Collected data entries
=== Section Start ===

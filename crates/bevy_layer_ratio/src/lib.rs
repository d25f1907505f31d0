#![deny(missing_docs)]
//! **bevy_layer_ratio** provides keyed colour ramps for the
//! [Bevy game engine](https://bevyengine.org/).
//!
//! A [`LayerRatio`] is an ordered list of colour [keys](Key) on a `0.0..=1.0`
//! ratio axis. Looking up a ratio returns the colour of the first key to its
//! right, which makes it a step ramp: handy for mapping heights, depths or
//! any normalized value to discrete colour bands.
//!
//! # Getting started
//!
//! Add [`LayerRatioPlugin`] to your Bevy app:
//!
//! ```no_run
//! use bevy::prelude::*;
//! use bevy_layer_ratio::prelude::*;
//!
//! fn main() {
//!     App::new()
//!         .add_plugins((DefaultPlugins, LayerRatioPlugin::default()))
//!         .run();
//! }
//! ```
//!
//! ## Building in code
//!
//! ```
//! use bevy_layer_ratio::prelude::*;
//!
//! let mut layers = LayerRatio::empty();
//! layers.add_key([0.1, 0.3, 0.9, 1.0], 0.3);
//! layers.add_key([0.9, 0.8, 0.5, 1.0], 0.4);
//! layers.add_key([0.2, 0.6, 0.1, 1.0], 1.0);
//!
//! assert_eq!(layers.evaluate(0.1), [0.1, 0.3, 0.9, 1.0]);
//! assert_eq!(layers.evaluate(0.35), [0.9, 0.8, 0.5, 1.0]);
//! ```
//!
//! ## Loading from a file
//!
//! Layer ratios can be loaded from `.ratio.ron` files, see
//! [`LayerRatioAsset`](asset::LayerRatioAsset). Spawn a [`LayerRatioPreview`] to have the plugin bake
//! the asset into a texture:
//!
//! ```
//! use bevy::prelude::*;
//! use bevy_layer_ratio::prelude::*;
//!
//! fn setup(mut commands: Commands, asset_server: Res<AssetServer>) {
//!     commands.spawn(LayerRatioPreview::new(asset_server.load("terrain.ratio.ron")));
//! }
//! ```
//!
//! ## Editing
//!
//! [`LayerRatioEditState`] holds the selection of an editor and applies
//! insert, drag, recolour and delete actions to the layer ratio it owns.

/// Layer ratio data types and the RON asset format.
pub mod asset;
/// Editing session state.
pub mod edit;
/// Convenience re-exports for common layer ratio types.
pub mod prelude;
/// Texture baking and caching for layer ratios.
pub mod textures;

use bevy::prelude::*;

use asset::{LayerRatioAsset, LayerRatioAssetLoader};
use textures::{
    DEFAULT_TEXTURE_WIDTH, LayerRatioTextureCache, create_fallback_layer_ratio_texture,
    prepare_layer_ratio_textures,
};

/// Plugin that registers the layer ratio asset, its loader and texture baking.
#[derive(Debug, Clone)]
pub struct LayerRatioPlugin {
    /// Width of baked textures for previews that do not set their own.
    pub texture_width: u32,
}

impl Default for LayerRatioPlugin {
    fn default() -> Self {
        Self {
            texture_width: DEFAULT_TEXTURE_WIDTH,
        }
    }
}

impl Plugin for LayerRatioPlugin {
    fn build(&self, app: &mut App) {
        app.init_asset::<LayerRatioAsset>()
            .init_asset_loader::<LayerRatioAssetLoader>();

        app.insert_resource(LayerRatioSettings {
            texture_width: self.texture_width.max(1),
        })
        .init_resource::<LayerRatioTextureCache>()
        .add_systems(Startup, create_fallback_layer_ratio_texture)
        .add_systems(PostUpdate, prepare_layer_ratio_textures);
    }
}

/// Runtime settings, inserted by [`LayerRatioPlugin`].
#[derive(Resource, Debug, Clone)]
pub struct LayerRatioSettings {
    /// Width of baked textures for previews that do not set their own.
    pub texture_width: u32,
}

impl Default for LayerRatioSettings {
    fn default() -> Self {
        Self {
            texture_width: DEFAULT_TEXTURE_WIDTH,
        }
    }
}

pub use asset::{Key, LayerRatio, LayerRatioError};
pub use edit::LayerRatioEditState;
pub use textures::LayerRatioPreview;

=== Section End ===

**What to produce**.
Repeat exactly the lines above from the one with "pub mod prelude;" up to and including the one with "pub struct LayerRatioSettings". No other line belongs in the reply.

**Answer to this task**.
pub mod prelude;
/// Texture baking and caching for layer ratios.
pub mod textures;

use bevy::prelude::*;

use asset::{LayerRatioAsset, LayerRatioAssetLoader};
use textures::{
    DEFAULT_TEXTURE_WIDTH, LayerRatioTextureCache, create_fallback_layer_ratio_texture,
    prepare_layer_ratio_textures,
};

/// Plugin that registers the layer ratio asset, its loader and texture baking.
#[derive(Debug, Clone)]
pub struct LayerRatioPlugin {
    /// Width of baked textures for previews that do not set their own.
    pub texture_width: u32,
}

impl Default for LayerRatioPlugin {
    fn default() -> Self {
        Self {
            texture_width: DEFAULT_TEXTURE_WIDTH,
        }
    }
}

impl Plugin for LayerRatioPlugin {
    fn build(&self, app: &mut App) {
        app.init_asset::<LayerRatioAsset>()
            .init_asset_loader::<LayerRatioAssetLoader>();

        app.insert_resource(LayerRatioSettings {
            texture_width: self.texture_width.max(1),
        })
        .init_resource::<LayerRatioTextureCache>()
        .add_systems(Startup, create_fallback_layer_ratio_texture)
        .add_systems(PostUpdate, prepare_layer_ratio_textures);
    }
}

/// Runtime settings, inserted by [`LayerRatioPlugin`].
#[derive(Resource, Debug, Clone)]
pub struct LayerRatioSettings {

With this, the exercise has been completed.